A REO, on the other hand, is a more tidy and attractive proposition. The REO property didn't find a buyer during foreclosure auction. The bank now owns it. The lender will take care of the removal of tax liens, evict occupants if needed and generally prepare for the issuance of a title insurance policy to the buyer at closing. Take notice that REOs may be exempt from normal disclosure requirements. In California, for example, banks are not required to give a Transfer Disclosure Statement, a document that normally requires sellers to make known any defects they are informed of.

Are REO's a bargain in Piedmont?

It is commonly presume that any REO must be a bargain and an opportunity for easy money. This isn't necessarily true. You have to be very careful about buying a REO if your intent is make money. While it's true that the bank is typically anxious to sell it fast, they are also strongly interested to get as much as they can for it. When considering the value of a REO, you need to look closely at comparable sales in the neighborhood and be sure to take into account the time and cost of any repairs or remodeling needed to prepare the house for resale. It is possible to find REOs with money-making potential, and many people do very well buying foreclosures. But there are also many REO's that are not good buys and may lose money.

Prepared to make an offer?

Most banks have a REO department that you'll work with while buying a REO property from them. Typically the REO department will use a listing agent to get their REO properties listed on the local MLS. Prior to making your offer, you'll want to contact either the listing agent or REO department at the bank and find out as much as you can about what they know about the condition of the property and what their process is for accepting offers. Since banks most commonly sell REO properties "as is", you may want to include an inspection contingency in your offer that gives you time to check for hidden damage and cancel the offer if you find it.

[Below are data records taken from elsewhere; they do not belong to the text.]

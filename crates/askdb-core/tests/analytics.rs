//! Integration tests for analytics over a seeded durable log.

use std::sync::Arc;

use askdb_core::Database;
use askdb_core::analytics::AnalyticsAggregator;
use askdb_core::models::{QueryRecord, WidgetType};
use chrono::{DateTime, Duration, Utc};
use uuid::Uuid;

fn temp_db_path() -> std::path::PathBuf {
    let mut path = std::env::temp_dir();
    let filename = format!("askdb-test-{}.db", Uuid::new_v4());
    path.push(filename);
    path
}

async fn open_aggregator() -> (Arc<Database>, AnalyticsAggregator) {
    let db = Arc::new(Database::open(&temp_db_path()).await.expect("open db"));
    let aggregator = AnalyticsAggregator::new(db.clone());
    (db, aggregator)
}

fn record(created_at: DateTime<Utc>) -> QueryRecord {
    QueryRecord {
        id: Uuid::new_v4().to_string(),
        session_id: "sess-1".to_string(),
        user_id: None,
        question: "question".to_string(),
        sql: "SELECT 1".to_string(),
        tables: Vec::new(),
        row_count: 0,
        execution_time_ms: 100.0,
        success: true,
        error_message: None,
        widget_type: WidgetType::Default,
        is_favorite: false,
        favorite_name: None,
        tags: Vec::new(),
        created_at,
    }
}

// ============================================================================
// Summary
// ============================================================================

#[tokio::test]
async fn summary_computes_success_rate_and_averages() {
    let (db, aggregator) = open_aggregator().await;
    let now = Utc::now();

    for _ in 0..8 {
        db.insert_query(&record(now)).await.expect("insert");
    }
    for _ in 0..2 {
        db.insert_query(&QueryRecord {
            success: false,
            error_message: Some("timeout".to_string()),
            execution_time_ms: 5000.0,
            ..record(now)
        })
        .await
        .expect("insert");
    }

    let summary = aggregator.summary(24, None).await.expect("summary");
    assert_eq!(summary.period_hours, 24);
    assert_eq!(summary.total_queries, 10);
    assert_eq!(summary.successful_queries, 8);
    assert_eq!(summary.failed_queries, 2);
    assert!((summary.success_rate - 80.0).abs() < f64::EPSILON);
    // Failed runs do not skew the average.
    assert!((summary.avg_execution_time_ms - 100.0).abs() < f64::EPSILON);
    assert_eq!(summary.unique_sessions, 1);
    assert_eq!(summary.unique_users, 0);
}

#[tokio::test]
async fn summary_over_empty_window_is_all_zeroes() {
    let (_db, aggregator) = open_aggregator().await;

    let summary = aggregator.summary(24, None).await.expect("summary");
    assert_eq!(summary.total_queries, 0);
    assert!((summary.success_rate - 0.0).abs() < f64::EPSILON);
    assert!((summary.avg_execution_time_ms - 0.0).abs() < f64::EPSILON);
    assert!(summary.widget_breakdown.is_empty());
    assert!(summary.top_tables.is_empty());
}

#[tokio::test]
async fn summary_excludes_records_outside_the_window() {
    let (db, aggregator) = open_aggregator().await;
    let now = Utc::now();

    db.insert_query(&record(now)).await.expect("insert");
    db.insert_query(&record(now - Duration::hours(30)))
        .await
        .expect("insert");

    let summary = aggregator.summary(24, None).await.expect("summary");
    assert_eq!(summary.total_queries, 1);

    // Oversized windows clamp to seven days and still see the old record.
    let wide = aggregator.summary(10_000, None).await.expect("summary");
    assert_eq!(wide.period_hours, 168);
    assert_eq!(wide.total_queries, 2);
}

#[tokio::test]
async fn widget_filter_narrows_totals_but_not_the_breakdown() {
    let (db, aggregator) = open_aggregator().await;
    let now = Utc::now();

    for _ in 0..2 {
        db.insert_query(&record(now)).await.expect("insert");
    }
    db.insert_query(&QueryRecord {
        widget_type: WidgetType::Auth,
        user_id: Some("alice".to_string()),
        ..record(now)
    })
    .await
    .expect("insert");

    let auth_only = aggregator
        .summary(24, Some(WidgetType::Auth))
        .await
        .expect("summary");
    assert_eq!(auth_only.total_queries, 1);
    assert_eq!(auth_only.unique_users, 1);
    assert_eq!(auth_only.widget_breakdown.get("default"), Some(&2));
    assert_eq!(auth_only.widget_breakdown.get("auth"), Some(&1));
}

#[tokio::test]
async fn top_tables_count_successful_queries_only() {
    let (db, aggregator) = open_aggregator().await;
    let now = Utc::now();

    for _ in 0..3 {
        db.insert_query(&QueryRecord {
            tables: vec!["orders".to_string()],
            ..record(now)
        })
        .await
        .expect("insert");
    }
    db.insert_query(&QueryRecord {
        tables: vec!["users".to_string()],
        ..record(now)
    })
    .await
    .expect("insert");
    db.insert_query(&QueryRecord {
        tables: vec!["orders".to_string()],
        success: false,
        ..record(now)
    })
    .await
    .expect("insert");

    let summary = aggregator.summary(24, None).await.expect("summary");
    assert_eq!(summary.top_tables.len(), 2);
    assert_eq!(summary.top_tables[0].table, "orders");
    assert_eq!(summary.top_tables[0].count, 3);
    assert_eq!(summary.top_tables[1].table, "users");
    assert_eq!(summary.top_tables[1].count, 1);
}

// ============================================================================
// Hourly buckets
// ============================================================================

#[tokio::test]
async fn hourly_stats_bucket_by_hour_in_ascending_order() {
    let (db, aggregator) = open_aggregator().await;
    let now = Utc::now();

    // Two records two hours ago (one failed), one an hour ago.
    db.insert_query(&QueryRecord {
        execution_time_ms: 100.0,
        ..record(now - Duration::hours(2))
    })
    .await
    .expect("insert");
    db.insert_query(&QueryRecord {
        success: false,
        execution_time_ms: 300.0,
        ..record(now - Duration::hours(2))
    })
    .await
    .expect("insert");
    db.insert_query(&record(now - Duration::hours(1)))
        .await
        .expect("insert");

    let buckets = aggregator.hourly_stats(24).await.expect("hourly");
    assert_eq!(buckets.len(), 2);
    assert!(buckets[0].hour < buckets[1].hour);
    assert_eq!(buckets[0].total, 2);
    assert_eq!(buckets[0].successful, 1);
    assert!((buckets[0].avg_time - 200.0).abs() < f64::EPSILON);
    assert_eq!(buckets[1].total, 1);
    assert!(buckets[0].hour.ends_with(":00:00"));
}

// ============================================================================
// Errors
// ============================================================================

#[tokio::test]
async fn error_breakdown_groups_and_orders_by_count() {
    let (db, aggregator) = open_aggregator().await;
    let now = Utc::now();

    for _ in 0..3 {
        db.insert_query(&QueryRecord {
            success: false,
            error_message: Some("timeout".to_string()),
            ..record(now)
        })
        .await
        .expect("insert");
    }
    db.insert_query(&QueryRecord {
        success: false,
        error_message: Some("syntax error".to_string()),
        ..record(now)
    })
    .await
    .expect("insert");
    db.insert_query(&QueryRecord {
        success: false,
        error_message: None,
        ..record(now)
    })
    .await
    .expect("insert");
    db.insert_query(&record(now)).await.expect("insert");

    let breakdown = aggregator.error_breakdown(24).await.expect("errors");
    assert_eq!(breakdown.total_errors, 5);
    assert_eq!(breakdown.error_types[0].error, "timeout");
    assert_eq!(breakdown.error_types[0].count, 3);
    assert!(
        breakdown
            .error_types
            .iter()
            .any(|e| e.error == "unknown" && e.count == 1)
    );
}

#[tokio::test]
async fn error_total_counts_failures_beyond_the_top_ten() {
    let (db, aggregator) = open_aggregator().await;
    let now = Utc::now();

    for i in 0..12 {
        db.insert_query(&QueryRecord {
            success: false,
            error_message: Some(format!("error variant {i}")),
            ..record(now)
        })
        .await
        .expect("insert");
    }

    let breakdown = aggregator.error_breakdown(24).await.expect("errors");
    assert_eq!(breakdown.total_errors, 12);
    assert_eq!(breakdown.error_types.len(), 10);
}

// ============================================================================
// Performance
// ============================================================================

#[tokio::test]
async fn performance_buckets_and_percentiles() {
    let (db, aggregator) = open_aggregator().await;
    let now = Utc::now();

    for time in [50.0, 90.0, 150.0, 700.0, 1200.0] {
        db.insert_query(&QueryRecord {
            execution_time_ms: time,
            ..record(now)
        })
        .await
        .expect("insert");
    }
    // Failed runs are excluded entirely.
    db.insert_query(&QueryRecord {
        success: false,
        execution_time_ms: 9999.0,
        ..record(now)
    })
    .await
    .expect("insert");

    let perf = aggregator.performance(24).await.expect("performance");
    assert_eq!(perf.response_time_buckets.under_100ms, 2);
    assert_eq!(perf.response_time_buckets.from_100_to_500ms, 1);
    assert_eq!(perf.response_time_buckets.from_500_to_1000ms, 1);
    assert_eq!(perf.response_time_buckets.over_1000ms, 1);
    assert!((perf.median_time_ms - 150.0).abs() < f64::EPSILON);
    assert!((perf.avg_time_ms - 438.0).abs() < f64::EPSILON);
}

#[tokio::test]
async fn performance_over_empty_window_is_zeroed() {
    let (_db, aggregator) = open_aggregator().await;

    let perf = aggregator.performance(24).await.expect("performance");
    assert_eq!(perf.response_time_buckets.under_100ms, 0);
    assert!((perf.median_time_ms - 0.0).abs() < f64::EPSILON);
    assert!((perf.p99_time_ms - 0.0).abs() < f64::EPSILON);
}

// ============================================================================
// Top users
// ============================================================================

#[tokio::test]
async fn top_users_cover_the_auth_surface_only() {
    let (db, aggregator) = open_aggregator().await;
    let now = Utc::now();

    // alice: three auth queries, one failed.
    for success in [true, true, false] {
        db.insert_query(&QueryRecord {
            widget_type: WidgetType::Auth,
            user_id: Some("alice".to_string()),
            success,
            execution_time_ms: 200.0,
            ..record(now)
        })
        .await
        .expect("insert");
    }
    // bob: one auth query.
    db.insert_query(&QueryRecord {
        widget_type: WidgetType::Auth,
        user_id: Some("bob".to_string()),
        ..record(now)
    })
    .await
    .expect("insert");
    // Default-widget traffic never shows up here.
    db.insert_query(&QueryRecord {
        user_id: Some("carol".to_string()),
        ..record(now)
    })
    .await
    .expect("insert");

    let users = aggregator.top_users(24, 10).await.expect("top users");
    assert_eq!(users.len(), 2);
    assert_eq!(users[0].user_id, "alice");
    assert_eq!(users[0].query_count, 3);
    assert!((users[0].success_rate - 66.67).abs() < f64::EPSILON);
    assert!((users[0].avg_time_ms - 200.0).abs() < f64::EPSILON);
    assert_eq!(users[1].user_id, "bob");

    let limited = aggregator.top_users(24, 1).await.expect("top users");
    assert_eq!(limited.len(), 1);
    assert_eq!(limited[0].user_id, "alice");
}

// ============================================================================
// Complexity
// ============================================================================

#[tokio::test]
async fn complexity_report_classifies_successful_sql() {
    let (db, aggregator) = open_aggregator().await;
    let now = Utc::now();

    let samples = [
        "SELECT * FROM users",
        "SELECT id FROM orders WHERE total > 10",
        "SELECT u.name FROM users u JOIN orders o ON o.user_id = u.id",
        "SELECT a.x FROM a JOIN b ON a.id = b.a JOIN c ON b.id = c.b JOIN d ON c.id = d.c",
    ];
    for sql in samples {
        db.insert_query(&QueryRecord {
            sql: sql.to_string(),
            ..record(now)
        })
        .await
        .expect("insert");
    }

    let report = aggregator.query_complexity(24).await.expect("complexity");
    assert_eq!(report.total_queries, 4);
    assert_eq!(report.complexity_breakdown.simple, 2);
    assert_eq!(report.complexity_breakdown.medium, 1);
    assert_eq!(report.complexity_breakdown.complex, 1);
    assert!((report.complexity_percentages.simple - 50.0).abs() < f64::EPSILON);
    assert!((report.complexity_percentages.medium - 25.0).abs() < f64::EPSILON);
    assert!((report.complexity_percentages.complex - 25.0).abs() < f64::EPSILON);
}

// ============================================================================
// Comparison and health
// ============================================================================

#[tokio::test]
async fn widget_comparison_splits_by_surface() {
    let (db, aggregator) = open_aggregator().await;
    let now = Utc::now();

    for _ in 0..3 {
        db.insert_query(&record(now)).await.expect("insert");
    }
    db.insert_query(&QueryRecord {
        widget_type: WidgetType::Auth,
        ..record(now)
    })
    .await
    .expect("insert");

    let comparison = aggregator.widget_comparison(24).await.expect("comparison");
    assert_eq!(comparison.period_hours, 24);
    assert_eq!(comparison.default.total_queries, 3);
    assert_eq!(comparison.auth.total_queries, 1);
}

#[tokio::test]
async fn health_reports_log_extent() {
    let (db, aggregator) = open_aggregator().await;
    let now = Utc::now();

    db.insert_query(&record(now - Duration::hours(5)))
        .await
        .expect("insert");
    db.insert_query(&record(now)).await.expect("insert");

    let stats = aggregator.health().await.expect("health");
    assert_eq!(stats.total, 2);
    let oldest = stats.oldest.expect("oldest");
    let newest = stats.newest.expect("newest");
    assert!(oldest < newest);
}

As with making any offer on real estate, you'll make your offer more attractive if you can include documentation of your ability to pay, such as a pre-approval letter from a lender. Once you've made your offer, you can expect the bank to counter offer. From there it will be your choice whether to accept their counter, or make another counter offer. Be aware, you'll be dealing with a process that usually involves several people at the bank, and they don't work evenings or weekends. It's typical for the process of offers and counter offers to take days or even weeks.